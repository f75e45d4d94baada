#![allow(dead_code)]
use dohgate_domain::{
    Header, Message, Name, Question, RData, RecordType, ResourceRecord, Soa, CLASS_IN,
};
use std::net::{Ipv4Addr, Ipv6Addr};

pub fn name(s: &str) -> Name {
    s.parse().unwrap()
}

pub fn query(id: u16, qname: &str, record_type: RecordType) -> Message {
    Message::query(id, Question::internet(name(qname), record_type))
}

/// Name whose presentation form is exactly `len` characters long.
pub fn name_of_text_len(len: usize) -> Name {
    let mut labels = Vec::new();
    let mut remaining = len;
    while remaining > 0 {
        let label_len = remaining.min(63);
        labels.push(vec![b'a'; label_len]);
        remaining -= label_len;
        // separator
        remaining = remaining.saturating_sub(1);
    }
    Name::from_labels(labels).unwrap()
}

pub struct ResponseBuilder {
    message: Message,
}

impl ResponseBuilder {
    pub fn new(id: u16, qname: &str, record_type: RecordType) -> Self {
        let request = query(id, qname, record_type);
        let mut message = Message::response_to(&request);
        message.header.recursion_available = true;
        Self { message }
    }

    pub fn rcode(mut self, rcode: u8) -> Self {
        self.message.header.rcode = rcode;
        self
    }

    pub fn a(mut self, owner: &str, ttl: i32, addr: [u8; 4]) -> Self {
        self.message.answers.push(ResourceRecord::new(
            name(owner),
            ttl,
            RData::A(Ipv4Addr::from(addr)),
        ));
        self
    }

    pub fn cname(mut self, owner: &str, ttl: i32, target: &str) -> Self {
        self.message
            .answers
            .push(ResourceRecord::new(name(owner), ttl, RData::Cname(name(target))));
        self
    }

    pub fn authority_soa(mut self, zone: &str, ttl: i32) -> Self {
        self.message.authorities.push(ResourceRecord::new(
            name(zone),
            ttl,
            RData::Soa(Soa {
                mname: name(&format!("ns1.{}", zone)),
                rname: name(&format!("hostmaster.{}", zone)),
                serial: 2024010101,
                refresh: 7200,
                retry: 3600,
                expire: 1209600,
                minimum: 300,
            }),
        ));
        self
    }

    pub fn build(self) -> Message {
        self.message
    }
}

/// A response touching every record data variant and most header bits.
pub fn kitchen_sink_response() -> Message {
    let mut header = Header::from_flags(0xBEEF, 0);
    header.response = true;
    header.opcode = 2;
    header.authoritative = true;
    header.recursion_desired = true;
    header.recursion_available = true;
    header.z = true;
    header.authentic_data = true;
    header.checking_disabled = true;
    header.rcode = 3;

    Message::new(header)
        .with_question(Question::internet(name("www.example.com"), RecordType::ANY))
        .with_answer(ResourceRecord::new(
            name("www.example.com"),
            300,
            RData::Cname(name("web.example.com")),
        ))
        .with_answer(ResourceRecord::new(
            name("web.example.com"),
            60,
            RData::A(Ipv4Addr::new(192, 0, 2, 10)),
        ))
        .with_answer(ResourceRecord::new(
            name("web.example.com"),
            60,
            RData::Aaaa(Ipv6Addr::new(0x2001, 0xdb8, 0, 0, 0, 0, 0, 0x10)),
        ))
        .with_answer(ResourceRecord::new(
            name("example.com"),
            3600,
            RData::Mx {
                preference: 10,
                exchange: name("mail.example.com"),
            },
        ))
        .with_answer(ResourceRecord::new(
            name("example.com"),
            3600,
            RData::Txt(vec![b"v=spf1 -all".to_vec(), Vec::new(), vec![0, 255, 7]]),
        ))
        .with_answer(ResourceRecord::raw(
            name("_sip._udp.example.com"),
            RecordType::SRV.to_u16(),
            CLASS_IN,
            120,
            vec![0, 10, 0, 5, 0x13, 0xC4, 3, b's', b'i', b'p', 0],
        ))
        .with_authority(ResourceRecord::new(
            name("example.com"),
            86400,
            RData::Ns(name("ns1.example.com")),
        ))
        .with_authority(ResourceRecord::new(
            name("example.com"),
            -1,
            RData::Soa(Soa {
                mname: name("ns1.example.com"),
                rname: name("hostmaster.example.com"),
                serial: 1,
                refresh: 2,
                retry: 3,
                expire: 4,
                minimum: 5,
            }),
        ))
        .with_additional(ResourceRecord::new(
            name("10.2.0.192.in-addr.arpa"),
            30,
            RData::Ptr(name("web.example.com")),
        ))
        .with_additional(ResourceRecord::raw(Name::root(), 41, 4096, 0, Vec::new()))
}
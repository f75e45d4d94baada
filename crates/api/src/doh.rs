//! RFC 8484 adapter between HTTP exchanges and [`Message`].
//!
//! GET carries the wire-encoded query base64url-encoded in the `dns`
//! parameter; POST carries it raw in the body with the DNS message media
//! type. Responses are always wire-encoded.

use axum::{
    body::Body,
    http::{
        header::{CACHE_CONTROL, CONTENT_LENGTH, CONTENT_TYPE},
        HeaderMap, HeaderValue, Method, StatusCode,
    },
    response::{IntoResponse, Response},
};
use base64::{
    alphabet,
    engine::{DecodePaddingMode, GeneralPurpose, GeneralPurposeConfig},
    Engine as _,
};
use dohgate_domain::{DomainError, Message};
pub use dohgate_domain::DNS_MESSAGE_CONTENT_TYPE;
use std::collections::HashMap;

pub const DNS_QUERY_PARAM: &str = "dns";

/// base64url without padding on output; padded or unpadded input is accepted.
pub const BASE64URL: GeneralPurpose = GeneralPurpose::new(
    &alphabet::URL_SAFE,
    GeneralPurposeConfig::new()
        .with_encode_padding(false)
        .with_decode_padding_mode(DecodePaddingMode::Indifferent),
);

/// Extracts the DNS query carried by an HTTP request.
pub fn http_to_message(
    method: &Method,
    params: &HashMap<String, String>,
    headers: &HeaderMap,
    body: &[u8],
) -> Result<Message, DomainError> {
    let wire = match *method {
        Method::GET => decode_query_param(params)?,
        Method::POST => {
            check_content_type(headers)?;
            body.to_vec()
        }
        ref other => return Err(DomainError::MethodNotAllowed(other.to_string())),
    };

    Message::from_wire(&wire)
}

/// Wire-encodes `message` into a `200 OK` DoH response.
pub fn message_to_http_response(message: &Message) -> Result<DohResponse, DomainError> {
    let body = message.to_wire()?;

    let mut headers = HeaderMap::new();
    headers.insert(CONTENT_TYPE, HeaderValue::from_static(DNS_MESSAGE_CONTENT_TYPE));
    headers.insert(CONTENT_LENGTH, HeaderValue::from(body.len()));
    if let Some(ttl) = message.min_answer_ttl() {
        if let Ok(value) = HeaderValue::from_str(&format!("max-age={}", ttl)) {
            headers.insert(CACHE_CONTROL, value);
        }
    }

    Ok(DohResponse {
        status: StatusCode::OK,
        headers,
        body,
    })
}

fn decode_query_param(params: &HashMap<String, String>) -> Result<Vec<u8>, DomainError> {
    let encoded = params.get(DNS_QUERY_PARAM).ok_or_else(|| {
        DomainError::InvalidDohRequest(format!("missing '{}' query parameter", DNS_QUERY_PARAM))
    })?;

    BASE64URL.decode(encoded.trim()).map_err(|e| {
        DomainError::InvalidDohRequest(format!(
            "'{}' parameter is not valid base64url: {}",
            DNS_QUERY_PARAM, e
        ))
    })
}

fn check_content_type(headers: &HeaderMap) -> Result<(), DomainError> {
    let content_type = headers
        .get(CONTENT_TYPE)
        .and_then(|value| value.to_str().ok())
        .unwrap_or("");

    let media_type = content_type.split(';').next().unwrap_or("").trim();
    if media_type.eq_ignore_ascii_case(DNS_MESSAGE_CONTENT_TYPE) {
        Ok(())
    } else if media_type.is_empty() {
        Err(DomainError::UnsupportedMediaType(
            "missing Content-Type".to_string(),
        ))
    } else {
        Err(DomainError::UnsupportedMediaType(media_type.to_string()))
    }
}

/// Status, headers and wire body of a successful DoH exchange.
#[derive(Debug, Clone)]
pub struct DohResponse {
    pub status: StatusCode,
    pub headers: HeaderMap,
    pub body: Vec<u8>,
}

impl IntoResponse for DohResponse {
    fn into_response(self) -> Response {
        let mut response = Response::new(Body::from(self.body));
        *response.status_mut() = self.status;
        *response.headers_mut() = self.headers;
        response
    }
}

» **ACTIVITY**
Every line above that contains the word "HeaderValue" should be reported.

» **ANSWER TO THE PROBLEM**
        HeaderMap, HeaderValue, Method, StatusCode,
    headers.insert(CONTENT_TYPE, HeaderValue::from_static(DNS_MESSAGE_CONTENT_TYPE));
    headers.insert(CONTENT_LENGTH, HeaderValue::from(body.len()));
        if let Ok(value) = HeaderValue::from_str(&format!("max-age={}", ttl)) {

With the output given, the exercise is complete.